Questi però, "essendo diversi esprimevano opinioni diverse, e si rivelarono incapaci di decidere la questione". Federico decise quindi di avviare un'inchiesta: "Ritenemmo, nella insondabile profondità della nostra coscienza che non si potesse procedere in modo migliore verso gli ebrei accusati del suddetto crimine, se non interrogando coloro che erano stati ebrei e si erano convertiti alla fede cristiana. Costoro, come nemici di coloro che erano rimasti ebrei, non avrebbero taciuto ciò che potevano sapere attraverso loro stessi o attraverso il Vecchio Testamento o i libri mosaici. Noi, benché la nostra coscienza, sulla base dei molti libri che la nostra maestà conosceva, ritenesse ragionevolmente accertata l'innocenza dei detti ebrei, per la soddisfazione sia della popolazione priva di cultura che del diritto abbiamo preso una decisione lungimirante e saggia; in accordo con i principi, i grandi, i nobili, gli abati e gli uomini di Chiesa abbiamo quindi inviato a tutti i sovrani delle regioni dell'Occidente messi speciali, attraverso i quali far venire dai loro regni alla nostra presenza il numero più grande possibile di neofiti pratici della legge ebraica".
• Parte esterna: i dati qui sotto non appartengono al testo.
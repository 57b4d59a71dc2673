//! Activity tracking service
//!
//! Runs one day's report through the whole pipeline:
//! - Factor resolution for the person's location
//! - Emission calculation
//! - Stats and streak updates
//! - Achievement evaluation
//!
//! The person is updated in place; persisting it and the returned record is
//! the caller's job.

use carbon_tracker_shared::{
    apply_streak, calculate_emissions, ActivityReport, EarnedBadge, EmissionRecord, Person,
    PersonStats, Streak,
};
use chrono::{DateTime, Utc};
use serde::Serialize;
use tracing::info;

use crate::error::EngineResult;
use crate::state::EngineState;

/// Everything that changed for one recorded day
#[derive(Debug, Clone, Serialize)]
pub struct TrackingOutcome {
    pub record: EmissionRecord,
    pub new_badges: Vec<EarnedBadge>,
    pub streak: Streak,
    pub stats: PersonStats,
}

/// Tracking service for business logic
pub struct TrackingService;

impl TrackingService {
    /// Record a day of activity for `person`.
    ///
    /// A rejected report leaves the person untouched.
    pub fn record_activity(
        state: &EngineState,
        person: &mut Person,
        report: &ActivityReport,
        now: DateTime<Utc>,
    ) -> EngineResult<TrackingOutcome> {
        let factors = state.resolve(&person.location);
        let record = calculate_emissions(report, &factors)?;

        person.stats.apply_record(&record);
        person.streak = apply_streak(person.streak, record.date());

        let engine = state.achievements();
        let new_badges = engine.evaluate_and_award(person, Some(&record), now);

        info!(
            person_id = %person.id,
            date = %record.date(),
            total = record.total(),
            streak = person.streak.current,
            new_badges = new_badges.len(),
            "Recorded activity"
        );

        Ok(TrackingOutcome {
            record,
            new_badges,
            streak: person.streak,
            stats: person.stats.clone(),
        })
    }

    /// Undo a deleted record's contribution to the person's stats.
    ///
    /// Streaks and badges already earned are not taken back.
    pub fn remove_record(person: &mut Person, record: &EmissionRecord) -> PersonStats {
        person.stats.revert_record(record);

        info!(
            person_id = %person.id,
            date = %record.date(),
            days_tracked = person.stats.days_tracked,
            "Removed record"
        );
        person.stats.clone()
    }

    /// Replace `original` with a record calculated from a corrected report.
    ///
    /// Stats are swapped over; the streak is only advanced if the corrected
    /// report moves to a later date. No badges are evaluated.
    pub fn correct_record(
        state: &EngineState,
        person: &mut Person,
        original: &EmissionRecord,
        report: &ActivityReport,
    ) -> EngineResult<EmissionRecord> {
        let factors = state.resolve(&person.location);
        let corrected = original.corrected(report, &factors)?;

        person.stats.revert_record(original);
        person.stats.apply_record(&corrected);
        person.streak = apply_streak(person.streak, corrected.date());

        info!(
            person_id = %person.id,
            date = %corrected.date(),
            previous_total = original.total(),
            total = corrected.total(),
            "Corrected record"
        );
        Ok(corrected)
    }
}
Arrivati questi neofiti alla corte imperiale, fu loro chiesto se ci fosse un motivo per cui gli ebrei avrebbero avuto bisogno di sangue umano e per cui quindi avrebbero potuto essere indotti al menzionato crimine. Risultò che né nel Vecchio né nel Nuovo Testamento era scritto che gli ebrei avessero bisogno di sangue umano. Anzi, al contrario, risultò "dalla bibbia che in ebraico è detta Berechet (cioè Bereshìt [In principio], la prima parola del Pentateuco, vale a dire della Torah), dai precetti dati a Mosé e dai decreti giudaici detti in ebraico Talmilloht (cioè Talmud) che dovevano evitare di macchiarsi di qualsiasi tipo di sangue". In considerazione del fatto – si conclude la sentenza – che è improbabile che coloro, a cui è vietato il sangue di animali, avessero sete di sangue umano e mettessero per ciò in pericolo i loro beni e le loro persone, l'imperatore decretò che tanto gli ebrei di Fulda che del resto della Germania fossero prosciolti da un'accusa così infamante. 
Un Talmud, il complesso dell'esegesi della Legge orale ebraica (la Mishnah), raccolto in due compilazioni: il Talmud palestinese o di Gerusalemme (IV secolo d. C.) e il Talmud babilonese (V secolo d. C.).